In its defense, the NCAA claims that is has never licensed the use of current student-athletes’ names, images, or likenesses to EA.

“The NCAA has no involvement in licenses between EA and former student-athletes,” reads the statement. “Member colleges and universities license their own trademarks and other intellectual property for the video game. They will have to independently decide whether to continue those business arrangements in the future.”

EA confirmed it will work with the Collegiate Licensing Company (CLC), which handles the licensing of official college teams, to release a new college-football game next year.

“EA Sports will continue to develop and publish college football games, but we will no longer include the NCAA names and marks,” EA Sports executive vice president Andrew Wilson wrote in a blog. “Our relationship with the Collegiate Licensing Company is strong and we are already working on a new game for next generation consoles which will launch next year and feature the college teams, leagues and all the innovation fans expect from EA Sports.”

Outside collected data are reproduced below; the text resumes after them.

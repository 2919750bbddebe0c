use async_trait::async_trait;
use serde_json::Value;

use crate::gateway::Gateway;
use crate::model::{
    extract_track_id, looks_like_track_ref, RawAlbum, RawAlbumFull, RawTrack,
    SearchAlbumsResponse, SearchArtistsResponse, SearchTracksResponse, Track, TrackMeta,
};
use crate::queue::{Nested, Queue};

/// One parsed line of the input program: a free-text track
/// query, an album expansion, or an artist expansion.
#[derive(Debug, Clone)]
pub enum Entry {
    Track(Track),
    Album(AlbumEntry),
    Artist(ArtistEntry),
}

impl Entry {
    pub fn entry_text(&self) -> &str {
        match self {
            Entry::Track(t) => &t.entry_text,
            Entry::Album(a) => &a.entry_text,
            Entry::Artist(a) => &a.entry_text,
        }
    }
}

#[derive(Debug, Clone, Default)]
pub struct AlbumEntry {
    pub entry_text: String,
    album_id: Option<String>,
}

impl AlbumEntry {
    pub fn new(entry_text: impl Into<String>) -> Self {
        Self {
            entry_text: entry_text.into(),
            album_id: None,
        }
    }

    /// Built from an artist's album listing, where the id is already known
    /// and no search round-trip is needed.
    pub(crate) fn with_id(entry_text: impl Into<String>, album_id: impl Into<String>) -> Self {
        Self {
            entry_text: entry_text.into(),
            album_id: Some(album_id.into()),
        }
    }
}

#[derive(Debug, Clone, Default)]
pub struct ArtistEntry {
    pub entry_text: String,
}

impl ArtistEntry {
    pub fn new(entry_text: impl Into<String>) -> Self {
        Self {
            entry_text: entry_text.into(),
        }
    }
}

/// Uniform expansion contract: every entry variant turns itself
/// into zero or more concrete tracks, wrapped so `Queue::flatten` can
/// collapse the recursive Artist -> Album -> Track structure.
#[async_trait]
pub trait Expand {
    async fn expand(self, gateway: &Gateway) -> Queue<Nested<Track>>;
}

#[async_trait]
impl Expand for Track {
    async fn expand(mut self, gateway: &Gateway) -> Queue<Nested<Track>> {
        if self.is_full() {
            return Queue::from_vec(vec![Nested::Leaf(self)]);
        }

        let needs_direct_fetch = self.meta().is_some() || looks_like_track_ref(&self.entry_text);
        if needs_direct_fetch {
            let id = match self.meta().map(|m| m.id.clone()) {
                Some(id) if !id.is_empty() => Some(id),
                _ => extract_track_id(&self.entry_text),
            };
            if let Some(id) = id {
                match gateway.get(&format!("tracks/{id}"), &[]).await {
                    Ok(body) => {
                        if let Some(meta) = parse_raw_track(&body) {
                            self.promote_to_full(meta);
                        }
                    }
                    Err(err) => {
                        tracing::warn!("failed to fetch track {id}: {err:#}");
                        return Queue::new();
                    }
                }
            }
            return Queue::from_vec(vec![Nested::Leaf(self)]);
        }

        match gateway
            .get("search", &[("type", "track"), ("q", &self.entry_text)])
            .await
        {
            Ok(body) => match serde_json::from_value::<SearchTracksResponse>(body) {
                Ok(parsed) => match parsed.tracks.items.first() {
                    Some(hit) if hit.uri.is_some() => {
                        self.response = crate::model::TrackResponse::Simple(hit.to_meta());
                    }
                    _ => {
                        tracing::warn!("COULD NOT FIND {}", self.entry_text);
                    }
                },
                Err(err) => tracing::warn!("malformed search response: {err:#}"),
            },
            Err(err) => tracing::warn!("track search failed for '{}': {err:#}", self.entry_text),
        }

        Queue::from_vec(vec![Nested::Leaf(self)])
    }
}

#[async_trait]
impl Expand for AlbumEntry {
    async fn expand(mut self, gateway: &Gateway) -> Queue<Nested<Track>> {
        if self.album_id.is_none() {
            match gateway
                .get("search", &[("type", "album"), ("q", &self.entry_text)])
                .await
            {
                Ok(body) => match serde_json::from_value::<SearchAlbumsResponse>(body) {
                    Ok(parsed) => match parsed.albums.items.into_iter().find_map(|a| a.id) {
                        Some(id) => self.album_id = Some(id),
                        None => {
                            tracing::warn!("COULD NOT FIND {}", self.entry_text);
                            return Queue::new();
                        }
                    },
                    Err(err) => {
                        tracing::warn!("malformed album search response: {err:#}");
                        return Queue::new();
                    }
                },
                Err(err) => {
                    tracing::warn!("album search failed for '{}': {err:#}", self.entry_text);
                    return Queue::new();
                }
            }
        }

        let album_id = match &self.album_id {
            Some(id) => id.clone(),
            None => return Queue::new(),
        };

        let body = match gateway.get(&format!("albums/{album_id}"), &[]).await {
            Ok(body) => body,
            Err(err) => {
                tracing::warn!("failed to fetch album {album_id}: {err:#}");
                return Queue::new();
            }
        };

        let full: RawAlbumFull = match serde_json::from_value(body) {
            Ok(full) => full,
            Err(err) => {
                tracing::warn!("malformed album response for {album_id}: {err:#}");
                return Queue::new();
            }
        };

        full.tracks
            .items
            .iter()
            .map(|raw| Nested::Leaf(Track::simple(self.entry_text.clone(), raw.to_meta())))
            .collect()
    }
}

#[async_trait]
impl Expand for ArtistEntry {
    async fn expand(self, gateway: &Gateway) -> Queue<Nested<Track>> {
        let artist_id = match gateway
            .get("search", &[("type", "artist"), ("q", &self.entry_text)])
            .await
        {
            Ok(body) => match serde_json::from_value::<SearchArtistsResponse>(body) {
                Ok(parsed) => match parsed.artists.items.into_iter().find_map(|a| a.id) {
                    Some(id) => id,
                    None => {
                        tracing::warn!("COULD NOT FIND {}", self.entry_text);
                        return Queue::new();
                    }
                },
                Err(err) => {
                    tracing::warn!("malformed artist search response: {err:#}");
                    return Queue::new();
                }
            },
            Err(err) => {
                tracing::warn!("artist search failed for '{}': {err:#}", self.entry_text);
                return Queue::new();
            }
        };

        let body = match gateway
            .get(&format!("artists/{artist_id}/albums"), &[])
            .await
        {
            Ok(body) => body,
            Err(err) => {
                tracing::warn!("failed to fetch albums for artist {artist_id}: {err:#}");
                return Queue::new();
            }
        };

        let albums: Vec<RawAlbum> = match serde_json::from_value::<crate::model::Items<RawAlbum>>(body) {
            Ok(items) => items.items,
            Err(err) => {
                tracing::warn!("malformed artist albums response for {artist_id}: {err:#}");
                return Queue::new();
            }
        };

        let album_entries: Queue<AlbumEntry> = albums
            .into_iter()
            .filter_map(|a| a.id)
            .map(|id| AlbumEntry::with_id(self.entry_text.clone(), id))
            .collect();

        let expanded: Queue<Queue<Nested<Track>>> = album_entries
            .resolve_all(|album| async move { Ok(album.expand(gateway).await) })
            .await;

        expanded.map(Nested::Queue)
    }
}

fn parse_raw_track(body: &Value) -> Option<TrackMeta> {
    serde_json::from_value::<RawTrack>(body.clone())
        .ok()
        .map(|raw| raw.to_meta())
}

/// Promotes a simple-response track to full via `/tracks/<id>`, leaving
/// full and unresolved tracks untouched. Used by `#ORDER BY POPULARITY`
/// and `#GROUP BY ALBUM`, which both need popularity/album data that only
/// a full response carries.
pub async fn refresh_to_full(track: Track, gateway: &Gateway) -> Track {
    let id = match &track.response {
        crate::model::TrackResponse::Simple(meta) if !meta.id.is_empty() => meta.id.clone(),
        _ => return track,
    };

    match gateway.get(&format!("tracks/{id}"), &[]).await {
        Ok(body) => {
            let mut track = track;
            if let Some(meta) = parse_raw_track(&body) {
                track.promote_to_full(meta);
            }
            track
        }
        Err(err) => {
            tracing::warn!("failed to refresh track {id}: {err:#}");
            track
        }
    }
}

#[async_trait]
impl Expand for Entry {
    async fn expand(self, gateway: &Gateway) -> Queue<Nested<Track>> {
        match self {
            Entry::Track(track) => track.expand(gateway).await,
            Entry::Album(album) => album.expand(gateway).await,
            Entry::Artist(artist) => artist.expand(gateway).await,
        }
    }
}

#[cfg(test)]
mod tests {
    use super::*;
    use crate::testutil::spawn_mock_server;
    use std::time::Duration;

    #[tokio::test]
    async fn album_entry_without_id_searches_then_fetches() {
        let base = spawn_mock_server(
            2,
            vec![
                ("/search", r#"{"albums":{"items":[{"id":"alb1"}]}}"#.to_string()),
                (
                    "/albums/alb1",
                    r#"{"tracks":{"items":[{"id":"t1","uri":"spotify:track:track1aaaaaaaaaaaaaaaaa","name":"Song","artists":[{"name":"A"}],"album":{"name":"Alb"}}]}}"#.to_string(),
                ),
            ],
        )
        .await;
        let gateway = Gateway::new(base, Duration::from_millis(1)).unwrap();

        let tracks = AlbumEntry::new("Kid A").expand(&gateway).await.flatten();

        assert_eq!(tracks.size(), 1);
        assert_eq!(tracks.get(0).unwrap().uri(), "spotify:track:track1aaaaaaaaaaaaaaaaa");
    }

    #[tokio::test]
    async fn album_entry_with_known_id_skips_the_search_round_trip() {
        let base = spawn_mock_server(
            1,
            vec![(
                "/albums/alb1",
                r#"{"tracks":{"items":[{"id":"t1","uri":"spotify:track:track1aaaaaaaaaaaaaaaaa","name":"Song","artists":[{"name":"A"}],"album":{"name":"Alb"}}]}}"#.to_string(),
            )],
        )
        .await;
        let gateway = Gateway::new(base, Duration::from_millis(1)).unwrap();

        let tracks = AlbumEntry::with_id("Kid A", "alb1")
            .expand(&gateway)
            .await
            .flatten();

        assert_eq!(tracks.size(), 1);
        assert_eq!(tracks.get(0).unwrap().uri(), "spotify:track:track1aaaaaaaaaaaaaaaaa");
    }

    #[tokio::test]
    async fn artist_entry_expands_through_every_one_of_its_albums() {
        let base = spawn_mock_server(
            4,
            vec![
                (
                    "/search",
                    r#"{"artists":{"items":[{"id":"artist1"}]}}"#.to_string(),
                ),
                (
                    "/artists/artist1/albums",
                    r#"{"items":[{"id":"alb1"},{"id":"alb2"}]}"#.to_string(),
                ),
                (
                    "/albums/alb1",
                    r#"{"tracks":{"items":[{"id":"t1","uri":"spotify:track:track1aaaaaaaaaaaaaaaaa","name":"One","artists":[{"name":"Radiohead"}],"album":{"name":"Kid A"}}]}}"#.to_string(),
                ),
                (
                    "/albums/alb2",
                    r#"{"tracks":{"items":[{"id":"t2","uri":"spotify:track:track2bbbbbbbbbbbbbbbbb","name":"Two","artists":[{"name":"Radiohead"}],"album":{"name":"Amnesiac"}}]}}"#.to_string(),
                ),
            ],
        )
        .await;
        let gateway = Gateway::new(base, Duration::from_millis(1)).unwrap();

        let tracks = ArtistEntry::new("Radiohead")
            .expand(&gateway)
            .await
            .flatten();

        assert_eq!(
            tracks.into_vec().iter().map(Track::uri).collect::<Vec<_>>(),
            vec!["spotify:track:track1aaaaaaaaaaaaaaaaa", "spotify:track:track2bbbbbbbbbbbbbbbbb"]
        );
    }

    #[tokio::test]
    async fn track_entry_promotes_to_full_via_direct_id_fetch() {
        let base = spawn_mock_server(
            1,
            vec![(
                "/tracks/abc123def456ghi789jkl0",
                r#"{"id":"abc123def456ghi789jkl0","uri":"spotify:track:abc123def456ghi789jkl0","name":"Song","artists":[{"name":"A"}],"album":{"name":"Alb"},"popularity":42}"#.to_string(),
            )],
        )
        .await;
        let gateway = Gateway::new(base, Duration::from_millis(1)).unwrap();

        let tracks = Track::unresolved("spotify:track:abc123def456ghi789jkl0")
            .expand(&gateway)
            .await
            .flatten();

        let track = tracks.get(0).unwrap();
        assert!(track.is_full());
        assert_eq!(track.popularity(), 42);
    }
}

As evidenced by this preemptive decision to pull out of games, the O’Bannon lawsuit could have wide-reaching effects on the NCAA’s business model. The NCAA generates millions of dollars in revenue by working with universities to license jerseys, hats, and other items that feature the numbers and names of popular amateur players.

Those players do not receive a dime of the sales, as it is against NCAA regulations for student athletes to receive compensation other than education for their participation in college sports.

If O’Bannon’s lawsuit wins, it would mean that the NCAA will either have to completely rethink how its licensing agreements work, or it will have to begin compensating players.

This case potentially won’t go to trial for years, but the costs of conducting a legal defense alone are enough to scare off the NCAA. The organization is clearly trying to reduce the amount of risk it is exposed to going forward until it settles this matter.